Due to the strength of copyright protections, and harsh penalties against those who violate them, this language must be broad to comply with existing laws. Unfortunately, this has the effect of making the language easy to misunderstand, especially for consumers who do not understand the variety of legal requirements that may apply. The truth is, while the perpetual license language affects the copyright of content, any personal information a company possesses is equally controlled and limited by its legally binding Privacy Policies. In addition, there may be various state, national, and international laws that apply further restrictions.
The reasons for the development and inclusion of these clauses, and the privacy controversies the terms can trigger, tell an interesting tale about the intersection of data protection and intellectual property law.
First, why does the “perpetual license” language exist? Simply put, this is a copyright clause used to protect the company from being sued for copyright infringement. Copyright law exists to allow content creators to protect their works. Under copyright law, unlike some other forms of intellectual property, the content creator automatically gains exclusive rights immediately upon creating their work in a “tangible medium,” i.e. making it exist in the world. These automatic rights include the right to reproduce or copy the work, to create derivative works (any work based on the original in any form of media or material), to distribute the work, and to publicly display or perform the work. Sound familiar? That is because these same rights are often listed using the same or similar language in perpetual licenses for digital products and services. All of these rights spring into existence the moment any person creates their own original text message, sound recording, picture, drawing, or other types of works.
A user who posts content immediately has copyright rights in original content they provide, such as text, pictures, or other submitted content. Once the user clicks “post” or “submit” or “send,” the company or website or app receiving the copyrighted content needs to copy it onto their servers, transform it into different mediums for their servers, then copy, distribute, and publicly display the original (copyrighted) post for other users to see or to provide the service the user originally requested. In essence, the website must take actions that are governed by copyright law to accomplish exactly what the user intended when sharing the work with the platform. Platforms must make sure that the user, who likely owns the copyright, has provided them with the rights and permissions they need to provide the desired service.

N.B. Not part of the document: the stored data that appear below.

//! Layer arena: slotmap-backed forest of floating elements with priority resolution.

pub mod dump;
pub mod node;
pub mod resolve;
pub mod tree;

pub use node::{LayerData, LayerId, LayerRole};
pub use resolve::{Resolution, ResolvedLayer};
pub use tree::{StackTree, TreeError};
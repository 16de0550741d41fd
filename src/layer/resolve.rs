//! Priority resolution over a [`StackTree`].
//!
//! Each root is walked depth-first with an explicit stack of
//! `(layer, inherited baseline)` pairs. A container pushes its children with
//! the baseline it publishes; consumers and inert layers push theirs with the
//! baseline they were given. Popping a frame is leaving that scope, so a
//! published baseline is visible to exactly one subtree.

use slotmap::SecondaryMap;

use crate::allocate::{Allocator, Baseline};

use super::node::{LayerData, LayerId};
use super::tree::StackTree;

/// Resolved stacking information for one layer.
#[derive(Debug, Clone, Copy, PartialEq, Eq)]
pub struct ResolvedLayer {
    /// Baseline published by the nearest enclosing container (0 if none).
    pub inherited: Baseline,
    /// Render priority; `None` for inert layers.
    pub priority: Option<u64>,
    /// Baseline handed to this layer's children, for containers only.
    pub published: Option<Baseline>,
}

impl ResolvedLayer {
    /// The baseline this layer's children inherit.
    pub fn scope_for_children(&self) -> Baseline {
        self.published.unwrap_or(self.inherited)
    }
}

/// Resolved priorities for every layer of a tree.
#[derive(Debug, Clone, Default)]
pub struct Resolution {
    layers: SecondaryMap<LayerId, ResolvedLayer>,
}

impl Resolution {
    pub fn get(&self, id: LayerId) -> Option<&ResolvedLayer> {
        self.layers.get(id)
    }

    /// Render priority of a layer, `None` if inert or unknown.
    pub fn priority(&self, id: LayerId) -> Option<u64> {
        self.layers.get(id).and_then(|layer| layer.priority)
    }

    /// Highest priority allocated anywhere in the tree.
    pub fn max_priority(&self) -> Option<u64> {
        self.layers.values().filter_map(|layer| layer.priority).max()
    }

    pub fn len(&self) -> usize {
        self.layers.len()
    }

    pub fn is_empty(&self) -> bool {
        self.layers.is_empty()
    }
}

fn resolve_layer(allocator: &Allocator, data: &LayerData, inherited: Baseline) -> ResolvedLayer {
    match data.role.kind() {
        Some(kind) => {
            let allocation = allocator.allocate_custom(kind, inherited, data.z_index);
            ResolvedLayer {
                inherited,
                priority: Some(allocation.priority()),
                published: allocation.child_baseline(),
            }
        }
        None => ResolvedLayer {
            inherited,
            priority: None,
            published: None,
        },
    }
}

impl StackTree {
    /// Resolve every layer in the tree.
    pub fn resolve(&self, allocator: &Allocator) -> Resolution {
        let mut layers = SecondaryMap::new();
        for &root in self.roots() {
            let mut stack = vec![(root, Baseline::ROOT)];
            while let Some((id, inherited)) = stack.pop() {
                let Some(data) = self.nodes.get(id) else {
                    continue;
                };
                let resolved = resolve_layer(allocator, data, inherited);
                tracing::trace!(
                    label = %data.label,
                    role = %data.role,
                    inherited = inherited.value(),
                    priority = ?resolved.priority,
                    "resolved layer"
                );
                let scope = resolved.scope_for_children();
                stack.extend(self.children(id).iter().rev().map(|&child| (child, scope)));
                layers.insert(id, resolved);
            }
        }
        Resolution { layers }
    }

    /// Resolve a single layer from its ancestor chain alone.
    ///
    /// Returns `None` if the layer does not exist.
    pub fn resolve_one(&self, id: LayerId, allocator: &Allocator) -> Option<ResolvedLayer> {
        let data = self.nodes.get(id)?;
        let inherited = self
            .ancestors(id)
            .into_iter()
            .rev()
            .filter_map(|ancestor| self.nodes.get(ancestor))
            .fold(Baseline::ROOT, |baseline, ancestor| {
                resolve_layer(allocator, ancestor, baseline).scope_for_children()
            });
        Some(resolve_layer(allocator, data, inherited))
    }

    /// Render priority of a single layer, `None` if inert or unknown.
    pub fn priority_of(&self, id: LayerId, allocator: &Allocator) -> Option<u64> {
        self.resolve_one(id, allocator)?.priority
    }
}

While it is worth mentioning that the Digital Millennium Copyright Act does provide some exceptions to these infringement actions, these exceptions apply narrowly–to services that transmit or cache content, rather than display it. Companies that host and display content can rely on the DMCA to protect them from third party claims–but they still should ensure they have permission from the poster themselves to take all the actions needed to provide the service. Rather than risk copyright liability for displaying or altering content without a poster’s permission and expose themselves to statutory damages for copyright infringement, most websites prefer to get a license from their user that will be effective for as long as the business is active (perpetually), that will not require them to pay millions of users (royalty-free), that is accessible to other users (worldwide or throughout the universe), and that cannot be rescinded by consumers so the consumer can turn-around and sue the company (irrevocable and non-exclusive).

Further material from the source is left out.